Multiple denial of service (DoS) vulnerabilities exist in Cisco SD-WAN vEdge Routers, vBond Orchestrator, vEdge Cloud Routers, vManage, and vSmart Controller software. The bugs are due to insufficient handling of malformed packets (CVE-2021-1241) and improper bounds checking in IPSec tunnel management (CVE-2021-1273). Affected versions are those prior to the software updates described in the advisory [1]. An unauthenticated, remote attacker can trigger a DoS condition by sending crafted IPv4 or IPv6 packets through the affected device [1].

Exploitation

No authentication or privileged network access is required. The attacker sends specially crafted packets to the target device. For CVE-2021-1241, the crafted packets must traverse the VPN tunnel on a vulnerable vEdge Router. For CVE-2021-1273, the attacker sends crafted IPv4 or IPv6 packets that are processed by the IPSec tunnel management forwarding plane. Successful exploitation does not require user interaction or any race condition [1].

Impact

A successful exploit causes the affected device to reboot, resulting in a complete denial of service. The impact is limited to availability (no data disclosure or code execution); however, because the target is a network infrastructure device, the DoS can disrupt network connectivity across the SD-WAN fabric [1].

Mitigation

Cisco has released software updates that address both vulnerabilities.
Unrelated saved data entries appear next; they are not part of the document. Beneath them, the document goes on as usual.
//! Static and dynamic linking.
//!
//! Static links are made during build between pads that exist from node
//! creation (or were requested from the mixer). Dynamic links are made at
//! run time, whenever a producer announces a new output pad: the pad is
//! connected to the first free, caps-compatible input of the producer's
//! downstream target.
//!
//! Dynamic link handling is invoked from dispatcher threads, possibly for
//! both chains at once, and is idempotent: a repeated announcement of an
//! already-linked pad is a no-op.

use std::collections::HashMap;
use std::sync::Arc;

use parking_lot::{Mutex, RwLock};
use tracing::{debug, warn};

use crate::framework::{MediaFramework, PadAdded};
use crate::pipeline::error::{
    DynamicLinkFailure, LinkFailureReason, PipelineError, PipelineResult,
};
use crate::pipeline::id::{LinkId, NodeId, PadId};
use crate::pipeline::lifecycle::LifecycleController;
use crate::pipeline::pad::{PadDirection, PadInfo};
use crate::pipeline::registry::{LinkAttempt, NodeRegistry};

/// Outcome of a dynamic link request that did not fail.
#[derive(Debug, Clone, Copy, PartialEq, Eq)]
pub enum LinkOutcome {
    /// A new link was created.
    Linked(LinkId),
    /// The pad (or every compatible target input) was already linked.
    AlreadyLinked,
}

/// Links pads that exist at build time.
pub struct StaticLinker<'a> {
    registry: &'a NodeRegistry,
    framework: &'a dyn MediaFramework,
}

impl<'a> StaticLinker<'a> {
    pub fn new(registry: &'a NodeRegistry, framework: &'a dyn MediaFramework) -> Self {
        Self {
            registry,
            framework,
        }
    }

    /// Link `from` to `to`. Either pad being linked already is an error.
    pub fn link(&self, from: PadId, to: PadId) -> PipelineResult<LinkId> {
        match self.registry.try_link(from, to)? {
            LinkAttempt::Linked(id) => {
                let out_info = self.registry.pad_info(from)?;
                let in_info = self.registry.pad_info(to)?;
                self.framework.link_pads(&out_info, &in_info);
                debug!(
                    "Linked {} -> {}",
                    self.registry.pad_label(from),
                    self.registry.pad_label(to)
                );
                Ok(id)
            }
            LinkAttempt::OutputBusy(pad) | LinkAttempt::InputBusy(pad) => {
                Err(PipelineError::StaticLink {
                    from: self.registry.pad_label(from),
                    to: self.registry.pad_label(to),
                    message: format!("{} is already linked", self.registry.pad_label(pad)),
                })
            }
        }
    }

    /// Link two pads looked up by node and pad name.
    pub fn link_named(
        &self,
        from_node: NodeId,
        from_pad: &str,
        to_node: NodeId,
        to_pad: &str,
    ) -> PipelineResult<LinkId> {
        let from = self.registry.pad_by_name(from_node, from_pad)?;
        let to = self.registry.pad_by_name(to_node, to_pad)?;
        self.link(from, to)
    }
}

/// Connects pads announced at run time to their downstream targets.
pub struct DynamicLinker {
    registry: Arc<NodeRegistry>,
    framework: Arc<dyn MediaFramework>,
    lifecycle: Arc<LifecycleController>,
    routes: RwLock<HashMap<NodeId, NodeId>>,
    failures: Mutex<Vec<DynamicLinkFailure>>,
}

impl DynamicLinker {
    pub fn new(
        registry: Arc<NodeRegistry>,
        framework: Arc<dyn MediaFramework>,
        lifecycle: Arc<LifecycleController>,
    ) -> Self {
        Self {
            registry,
            framework,
            lifecycle,
            routes: RwLock::new(HashMap::new()),
            failures: Mutex::new(Vec::new()),
        }
    }

    /// Pads announced by `producer` go to `target`.
    pub fn route(&self, producer: NodeId, target: NodeId) {
        self.routes.write().insert(producer, target);
    }

    pub fn target_for(&self, producer: NodeId) -> Option<NodeId> {
        self.routes.read().get(&producer).copied()
    }

    /// Register an announced pad and link it to the producer's target.
    pub fn handle(&self, event: &PadAdded) -> PipelineResult<LinkOutcome> {
        if !self.lifecycle.is_playing() {
            return Err(PipelineError::NotActive);
        }

        let kind = self.registry.node_kind(event.producer)?;
        if !kind.has_dynamic_pads() {
            return Err(self.fail(DynamicLinkFailure {
                producer: self.node_label(event.producer),
                pad: event.pad.name.clone(),
                caps: event.pad.caps.to_string(),
                target: None,
                reason: LinkFailureReason::NotDynamic,
            }));
        }

        let pad = self.registry.add_dynamic_pad(event.producer, &event.pad)?;
        let Some(target) = self.target_for(event.producer) else {
            return Err(self.fail(DynamicLinkFailure {
                producer: self.node_label(event.producer),
                pad: event.pad.name.clone(),
                caps: event.pad.caps.to_string(),
                target: None,
                reason: LinkFailureReason::NoRoute,
            }));
        };
        self.on_pad_ready(event.producer, pad, target)
    }

    /// Link `new_pad` of `producer` to the first free compatible input of
    /// `target`.
    pub fn on_pad_ready(
        &self,
        producer: NodeId,
        new_pad: PadId,
        target: NodeId,
    ) -> PipelineResult<LinkOutcome> {
        if !self.lifecycle.is_playing() {
            return Err(PipelineError::NotActive);
        }

        let pad = self.registry.pad_info(new_pad)?;
        if pad.node != producer || pad.direction != PadDirection::Output {
            return Err(self.fail(self.failure(&pad, Some(target), LinkFailureReason::NotAnOutput)));
        }
        if pad.is_linked() {
            debug!("{} already linked", self.registry.pad_label(new_pad));
            return Ok(LinkOutcome::AlreadyLinked);
        }

        let candidates: Vec<PadInfo> = self
            .registry
            .pads(target)?
            .into_iter()
            .filter(|p| p.direction == PadDirection::Input && pad.caps.is_compatible(&p.caps))
            .collect();
        if candidates.is_empty() {
            return Err(self.fail(self.failure(
                &pad,
                Some(target),
                LinkFailureReason::NoCompatiblePad,
            )));
        }

        for candidate in candidates {
            match self.registry.try_link(new_pad, candidate.id)? {
                LinkAttempt::Linked(id) => {
                    let out_info = self.registry.pad_info(new_pad)?;
                    let in_info = self.registry.pad_info(candidate.id)?;
                    self.framework.link_pads(&out_info, &in_info);
                    debug!(
                        "Linked {} -> {}",
                        self.registry.pad_label(new_pad),
                        self.registry.pad_label(candidate.id)
                    );
                    return Ok(LinkOutcome::Linked(id));
                }
                // Lost the race to a duplicate announcement.
                LinkAttempt::OutputBusy(_) => return Ok(LinkOutcome::AlreadyLinked),
                LinkAttempt::InputBusy(_) => continue,
            }
        }

        debug!(
            "Every compatible input of {} is taken, ignoring {}",
            self.node_label(target),
            self.registry.pad_label(new_pad)
        );
        Ok(LinkOutcome::AlreadyLinked)
    }

    /// Failures recorded so far, in the order they happened.
    pub fn failures(&self) -> Vec<DynamicLinkFailure> {
        self.failures.lock().clone()
    }

    fn failure(
        &self,
        pad: &PadInfo,
        target: Option<NodeId>,
        reason: LinkFailureReason,
    ) -> DynamicLinkFailure {
        DynamicLinkFailure {
            producer: self.node_label(pad.node),
            pad: pad.name.clone(),
            caps: pad.caps.to_string(),
            target: target.map(|t| self.node_label(t)),
            reason,
        }
    }

    fn fail(&self, failure: DynamicLinkFailure) -> PipelineError {
        warn!("Dynamic link failed: {}", failure);
        self.failures.lock().push(failure.clone());
        PipelineError::DynamicLink(failure)
    }

    fn node_label(&self, node: NodeId) -> String {
        self.registry
            .node_name(node)
            .unwrap_or_else(|| format!("{:?}", node))
    }
}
There are no workarounds. Administrators should upgrade to fixed software versions as indicated in the Cisco Security Advisory [1]. If immediate patching is not possible, network segmentation and access control lists may reduce exposure but are not a substitute for the update. Neither CVE is known to be exploited in the wild or listed on CISA KEV as of the advisory date [1].